The project eligibility criteria.
The evaluation design.
The metrics that will be used in the evaluation to
determine whether the outcomes have been achieved as a result of each
intervention and how these metrics will be measured.
The estimate of the savings to the federal, State, and
local government, on a program-by-program basis and in the aggregate,
if the agreement is entered into and implemented and the outcomes are
achieved as a result of each intervention.
Additionally, the Act requires that this information, along with
progress reports and final reports relating to each project, be posted
on a website established and maintained by the Interagency Council.
iii. Changes to the Statement of Work
Upon grant of an award, the proposal will become the grant's
statement of work. Treasury discourages any post-award changes to the
target population, outcome(s), intermediary, and independent evaluator.

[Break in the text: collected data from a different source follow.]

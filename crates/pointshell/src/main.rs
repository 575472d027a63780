//! pointshell command line interface
//!
//! Generates, sorts, converts and inspects point collections stored in any
//! format supported by pointcodec. The file extension selects the format.

mod commands;
mod session;
mod settings;
mod storage;

use std::path::PathBuf;

use clap::{Parser, Subcommand};
use tracing_subscriber::EnvFilter;

use crate::settings::Settings;

/// Point collection tool
#[derive(Parser, Debug)]
#[command(name = "pointshell")]
#[command(author, version, about, long_about = None)]
#[command(propagate_version = true)]
pub struct Cli {
    /// Settings file layered over the user settings
    #[arg(short, long, env = "POINTSHELL_CONFIG", global = true)]
    pub config: Option<PathBuf>,

    /// Log codec activity (same as RUST_LOG=debug)
    #[arg(short, long, global = true)]
    pub verbose: bool,

    /// Fail on malformed custom-format lines instead of skipping them
    #[arg(long, global = true)]
    pub strict: bool,

    /// Write JSON, XML and SOAP without indentation
    #[arg(long, global = true)]
    pub compact: bool,

    /// The subcommand to execute.
    #[command(subcommand)]
    pub command: Commands,
}

/// Available CLI commands.
#[derive(Subcommand, Debug)]
pub enum Commands {
    /// Generate random points and store them
    Generate {
        /// Output file (.bin, .soap, .xml, .json, .yaml, .custom)
        output: PathBuf,

        /// Number of points (default from settings)
        #[arg(short = 'n', long)]
        count: Option<usize>,

        /// Seed for reproducible output
        #[arg(short, long)]
        seed: Option<u64>,
    },

    /// Sort a stored collection
    Sort {
        /// File to sort
        input: PathBuf,

        /// Write the sorted points here instead of back to the input
        #[arg(short, long)]
        output: Option<PathBuf>,
    },

    /// Read points in one format and write them in another
    Convert {
        /// Source file
        input: PathBuf,

        /// Destination file
        output: PathBuf,
    },

    /// Print a stored collection, one point per line
    Show {
        /// File to print
        input: PathBuf,
    },

    /// Start an interactive session
    Shell,
}

fn main() {
    if let Err(e) = run() {
        eprintln!("Error: {e:#}");
        std::process::exit(1);
    }
}

fn run() -> anyhow::Result<()> {
    let cli = Cli::parse();

    let mut settings = Settings::load(cli.config.as_deref())?;
    if cli.strict {
        settings.strict_custom = true;
    }
    if cli.compact {
        settings.pretty = false;
    }
    init_tracing(&settings, cli.verbose);

    match cli.command {
        Commands::Generate { output, count, seed } => commands::generate(&settings, &output, count, seed),
        Commands::Sort { input, output } => commands::sort(&settings, &input, output.as_deref()),
        Commands::Convert { input, output } => commands::convert(&settings, &input, &output),
        Commands::Show { input } => commands::show(&settings, &input),
        Commands::Shell => commands::shell(&settings),
    }
}

fn init_tracing(settings: &Settings, verbose: bool) {
    let filter = if verbose {
        EnvFilter::new("debug")
    } else {
        EnvFilter::try_from_default_env().unwrap_or_else(|_| EnvFilter::new(&settings.log_level))
    };

    tracing_subscriber::fmt()
        .with_env_filter(filter)
        .with_writer(std::io::stderr)
        .init();
}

Under extenuating circumstances, Treasury and/or the relevant federal
agency administering the grant at its sole discretion may approve
revisions to the statement of work. Changes to the intervention
strategy and source of up-front project funding may be made with prior
written approval from Treasury or the administering federal agency. To
start this process, the Awardee must timely notify Matthew Cook, SIPPRA
Director, at [email protected] of
[[Page 83637]]
these changes as they occur and provide appropriate documentation to
update the statement of work.
3. Reporting
Awardees must agree to meet the reporting requirements as listed
below or as otherwise specified in the award agreement. Administrative
reports must be submitted electronically to Treasury or to the relevant
federal agency, as specified in the award agreement.
a. Performance Report
An Annual Performance Report form must be submitted within 90 days
of the end of each calendar year of the award period of performance. A
final performance report is due 90 calendar days after the period of
performance end date. Each report must summarize project activities,
including the current stage of program implementation; progress towards
achieving the outcome goals, including number of people served;
significant milestones of the Awardee, intermediary, investors, if any,
and evaluator; and related results of the project. It must thoroughly
document the partnership activities and decision-making structure used
to implement the pay for results model. These reports may be made
publicly available. Upon award, Treasury or the administering federal
agency will provide detailed formal guidance about the data and other
information that is required to be collected and reported on either a
regular basis or special request basis.
b. Evaluation Progress Reports
Not later than two years after a project has been approved and
biannually thereafter, the independent evaluator must submit a written
report to the head of the relevant federal agency and the Interagency
Council summarizing the progress that has been made in achieving each
outcome specified in the award agreement. Data in evaluation progress
reports and final reports will be made available to all federal
agencies represented on the Interagency Council, and data content
requirements will be specified in the agreement between the grantee and
the head of the relevant federal agency.
When an Awardee's intervention has achieved one or more outcomes,
pre-defined outcome target(s) have been met, and the grantee wishes to
receive an outcome payment in accordance with the outcome payment
structure originally proposed, the independent evaluator must submit to
the head of the relevant federal agency and the Interagency Council a
written report that includes the results of the evaluation conducted to
determine whether an outcome payment must be made.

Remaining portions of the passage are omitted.